The invention relates to the hydrocracking and hydrotreating of various oils from distillation or from solvent extraction nominally boiling between 600 or 700°C F. up to about 1500°C F. In particular, the invention relates to the hydrocracking and hydrotreating of vacuum gas oil or various other known feedstock oils typically processed by hydrocracking such as light cycle oil, coker gas oil, visbreaker gas oil and deasphalted oil. Typically, vacuum gas oil forms the bulk of the feed usually with some quantity of one or more of the other oils. By way of explanation, vacuum gas oil is that fraction of the crude oil that typically boils between about 600°C F. and 1200°C F. and is derived by the vacuum distillation of residue from the atmospheric distillation column in a petroleum refinery. Depending on the crude source and the boiling range, the composition of paraffins, naphthenes and aromatics and the level of contaminants like sulfur, nitrogen, metals, asphaltenes, etc. can vary widely. Vacuum gas oil is the primary component of feedstock to conversion units such as hydrocracking. A typical vacuum gas oil has the following properties:

Specific Gravity: 0.85 to 0.98

Total Nitrogen, ppm: 100 to 5000

Total Sulfur, ppm: 0.1 to 4.0

Metals (Ni+V), ppm: 0.1 to 2

Distillation range: 600°C F. to 1200°C F.

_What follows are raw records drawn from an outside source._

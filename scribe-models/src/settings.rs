//! Per-tenant model selection.
//!
//! Settings name a default model and the set of enabled models, plus optional
//! per-model overrides. Storing them is the caller's job; this module only
//! turns a requested model into a provider key and call options.

use std::collections::BTreeMap;

use serde::{Deserialize, Serialize};

use crate::{CallOptions, Error, ProviderKind, Result};

/// Overrides applied when a specific model is selected.
#[derive(Debug, Clone, Default, PartialEq, Serialize, Deserialize)]
pub struct ModelOverrides {
    #[serde(default, skip_serializing_if = "Option::is_none")]
    pub max_tokens: Option<u32>,
    #[serde(default, skip_serializing_if = "Option::is_none")]
    pub temperature: Option<f32>,
}

/// Which models a tenant may use for OCR.
#[derive(Debug, Clone, Default, PartialEq, Serialize, Deserialize)]
#[serde(default)]
pub struct OcrSettings {
    /// Model used when a request does not name one.
    pub default_model: String,
    /// Models a request may name. The default model is always allowed.
    pub enabled_models: Vec<String>,
    /// Per-model overrides, keyed by model identifier.
    pub model_configs: BTreeMap<String, ModelOverrides>,
}

/// A resolved model choice.
#[derive(Debug, Clone, PartialEq)]
pub struct ModelSelection {
    pub kind: ProviderKind,
    pub options: CallOptions,
}

impl OcrSettings {
    /// Settings with a single enabled model that is also the default.
    pub fn new(default_model: impl Into<String>) -> Self {
        let default_model = default_model.into();
        Self {
            enabled_models: vec![default_model.clone()],
            default_model,
            model_configs: BTreeMap::new(),
        }
    }

    /// Replace the enabled set; the default model stays enabled.
    pub fn enable<I, S>(&mut self, models: I)
    where
        I: IntoIterator<Item = S>,
        S: Into<String>,
    {
        self.enabled_models = models.into_iter().map(Into::into).collect();
        self.keep_default_enabled();
    }

    /// Change the default model, enabling it if needed.
    pub fn set_default(&mut self, model: impl Into<String>) {
        self.default_model = model.into();
        self.keep_default_enabled();
    }

    /// Whether `model` may be requested.
    pub fn is_enabled(&self, model: &str) -> bool {
        (!self.default_model.is_empty() && model == self.default_model)
            || self.enabled_models.iter().any(|m| m == model)
    }

    /// Resolve the requested model, or the default when none is requested.
    ///
    /// # Errors
    ///
    /// - `Error::Config` when nothing is requested and no default is set
    /// - `Error::ModelNotEnabled` when the model is not enabled
    /// - `Error::UnknownModel` when no provider serves the model
    /// - `Error::Config` when the model's overrides are out of range
    pub fn resolve(&self, requested: Option<&str>) -> Result<ModelSelection> {
        let model = match requested.filter(|m| !m.is_empty()) {
            Some(model) => model,
            None if self.default_model.is_empty() => {
                return Err(Error::config("no default OCR model configured"));
            }
            None => self.default_model.as_str(),
        };

        if !self.is_enabled(model) {
            return Err(Error::ModelNotEnabled(model.to_string()));
        }
        let kind =
            ProviderKind::for_model(model).ok_or_else(|| Error::UnknownModel(model.to_string()))?;

        let overrides = self.model_configs.get(model).cloned().unwrap_or_default();
        let options = CallOptions {
            model: Some(model.to_string()),
            max_tokens: overrides.max_tokens,
            temperature: overrides.temperature,
        };
        options.validate(kind)?;
        Ok(ModelSelection { kind, options })
    }

    fn keep_default_enabled(&mut self) {
        if !self.default_model.is_empty() && !self.enabled_models.contains(&self.default_model) {
            self.enabled_models.push(self.default_model.clone());
        }
    }
}
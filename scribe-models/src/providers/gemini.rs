//! Google Gemini `generateContent` provider.
//!
//! Gemini has no separate system slot here: the system instruction is
//! prefixed onto the prompt with a blank line in between.

use async_trait::async_trait;
use reqwest::header::HeaderName;
use serde::{Deserialize, Serialize};
use tracing::debug;

use super::OcrProvider;
use super::state::{ProviderState, VendorClient, secret_header};
use crate::types::CallParams;
use crate::{
    CallOptions, Error, ProviderConfig, ProviderKind, ProviderResponse, Result, Usage,
};

const NAME: &str = "Gemini";

/// Generative Language API base URL.
pub const DEFAULT_BASE_URL: &str = "https://generativelanguage.googleapis.com";

/// Model used when neither config nor call picks one.
pub const DEFAULT_MODEL: &str = "gemini-2.0-flash-exp";

/// Models offered for OCR.
pub const SUPPORTED_MODELS: &[&str] = &[
    "gemini-2.0-flash-exp",
    "gemini-1.5-flash",
    "gemini-1.5-flash-8b",
    "gemini-1.5-pro",
    "gemini-pro-vision",
];

// ────────────────────────────────────────────────────────────────────────────
// generateContent API types
// ────────────────────────────────────────────────────────────────────────────

#[derive(Debug, Serialize)]
#[serde(rename_all = "camelCase")]
struct GenerateRequest<'a> {
    contents: Vec<Content<'a>>,
    generation_config: GenerationConfig,
}

#[derive(Debug, Serialize)]
struct Content<'a> {
    role: &'static str,
    parts: Vec<Part<'a>>,
}

#[derive(Debug, Serialize)]
#[serde(rename_all = "camelCase")]
enum Part<'a> {
    InlineData(InlineData<'a>),
    Text(String),
}

#[derive(Debug, Serialize)]
#[serde(rename_all = "camelCase")]
struct InlineData<'a> {
    mime_type: &'static str,
    data: &'a str,
}

#[derive(Debug, Serialize)]
#[serde(rename_all = "camelCase")]
struct GenerationConfig {
    temperature: f32,
    max_output_tokens: u32,
}

#[derive(Debug, Deserialize)]
#[serde(rename_all = "camelCase")]
struct GenerateResponse {
    #[serde(default)]
    candidates: Vec<Candidate>,
    #[serde(default)]
    prompt_feedback: Option<PromptFeedback>,
    #[serde(default)]
    usage_metadata: Option<UsageMetadata>,
}

#[derive(Debug, Deserialize)]
struct Candidate {
    #[serde(default)]
    content: Option<CandidateContent>,
}

#[derive(Debug, Deserialize)]
struct CandidateContent {
    #[serde(default)]
    parts: Vec<ResponsePart>,
}

#[derive(Debug, Deserialize)]
struct ResponsePart {
    #[serde(default)]
    text: Option<String>,
}

#[derive(Debug, Deserialize)]
#[serde(rename_all = "camelCase")]
struct PromptFeedback {
    #[serde(default)]
    block_reason: Option<String>,
}

#[derive(Debug, Deserialize)]
#[serde(rename_all = "camelCase")]
struct UsageMetadata {
    #[serde(default)]
    prompt_token_count: Option<u64>,
    #[serde(default)]
    candidates_token_count: Option<u64>,
    #[serde(default)]
    total_token_count: Option<u64>,
}

impl GenerateResponse {
    /// Normalize, failing when the vendor returned no candidate at all.
    fn into_provider_response(self) -> Result<ProviderResponse> {
        let Some(candidate) = self.candidates.into_iter().next() else {
            let message = match self.prompt_feedback.and_then(|f| f.block_reason) {
                Some(reason) => format!("response was blocked: {reason}"),
                None => "response contained no candidates".to_string(),
            };
            return Err(Error::provider_call(NAME, message));
        };

        let content = candidate
            .content
            .map(|c| {
                c.parts
                    .into_iter()
                    .filter_map(|p| p.text)
                    .collect::<Vec<_>>()
                    .join("")
            })
            .unwrap_or_default();

        Ok(ProviderResponse {
            content,
            usage: self.usage_metadata.map(|u| Usage {
                prompt_tokens: u.prompt_token_count.unwrap_or(0),
                completion_tokens: u.candidates_token_count.unwrap_or(0),
                total_tokens: u.total_token_count.unwrap_or(0),
            }),
        })
    }
}

fn full_prompt(prompt: &str, system_prompt: Option<&str>) -> String {
    match system_prompt {
        Some(system) => format!("{system}\n\n{prompt}"),
        None => prompt.to_string(),
    }
}

fn build_request<'a>(
    params: &CallParams,
    image_base64: &'a str,
    prompt: &str,
    system_prompt: Option<&str>,
) -> GenerateRequest<'a> {
    GenerateRequest {
        contents: vec![Content {
            role: "user",
            parts: vec![
                Part::InlineData(InlineData {
                    mime_type: "image/png",
                    data: image_base64,
                }),
                Part::Text(full_prompt(prompt, system_prompt)),
            ],
        }],
        generation_config: GenerationConfig {
            temperature: params.temperature,
            max_output_tokens: params.max_tokens,
        },
    }
}

fn endpoint(model: &str) -> String {
    let model = model.strip_prefix("models/").unwrap_or(model);
    format!("/v1beta/models/{model}:generateContent")
}

// ────────────────────────────────────────────────────────────────────────────
// GeminiProvider
// ────────────────────────────────────────────────────────────────────────────

/// OCR through Google's Gemini models.
pub struct GeminiProvider {
    state: ProviderState<VendorClient>,
}

impl GeminiProvider {
    pub fn new() -> Self {
        Self {
            state: ProviderState::new(NAME),
        }
    }
}

impl Default for GeminiProvider {
    fn default() -> Self {
        Self::new()
    }
}

#[async_trait]
impl OcrProvider for GeminiProvider {
    fn name(&self) -> &str {
        NAME
    }

    fn kind(&self) -> ProviderKind {
        ProviderKind::Gemini
    }

    fn initialize(&mut self, config: ProviderConfig) -> Result<()> {
        config.validate(self.kind())?;
        let client = VendorClient::new(
            NAME,
            config.base_url.as_deref().unwrap_or(DEFAULT_BASE_URL),
            [(
                HeaderName::from_static("x-goog-api-key"),
                secret_header(config.api_key.expose_secret())?,
            )],
        )?;
        self.state.install(config, client);
        Ok(())
    }

    fn is_available(&self) -> bool {
        self.state.is_available()
    }

    fn supported_models(&self) -> &'static [&'static str] {
        SUPPORTED_MODELS
    }

    async fn process_image_with(
        &self,
        image_base64: &str,
        prompt: &str,
        system_prompt: Option<&str>,
        options: &CallOptions,
    ) -> Result<ProviderResponse> {
        let session = self.state.ready()?;
        let params =
            CallParams::resolve(self.kind(), &session.config, options, DEFAULT_MODEL)?;
        let system_prompt = system_prompt.filter(|s| !s.is_empty());
        let request = build_request(&params, image_base64, prompt, system_prompt);

        debug!(provider = NAME, model = %params.model, "sending OCR request");
        let response: GenerateResponse = session
            .client
            .post_json(&endpoint(&params.model), &request)
            .await?;
        response.into_provider_response()
    }
}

Light cycle oil is the light distillate obtained from fluid catalytic cracking of vacuum gas oil in a petroleum refinery. The typical boiling range is 400°C F. to 800°C F. Light cycle oil is a highly aromatic compound (40-90 wt. % aromatics) and is also high in sulfur. Visbreaker gas oil is the distillate obtained after the fractionation of products obtained from thermally cracking vacuum residue in a visbreaking process. It is high in olefins, nitrogen and sulfur. The typical boiling range is 600°C F. to 1000°C F. Deasphalted oil is obtained after solvent extraction of the vacuum residue fraction of crude oil in a solvent deasphalting unit. The solvent is typically propane, butane or pentane and the deasphalted oil is high in metals, nitrogen and sulfur. The typical boiling range is 900°C F. to 1500°C F.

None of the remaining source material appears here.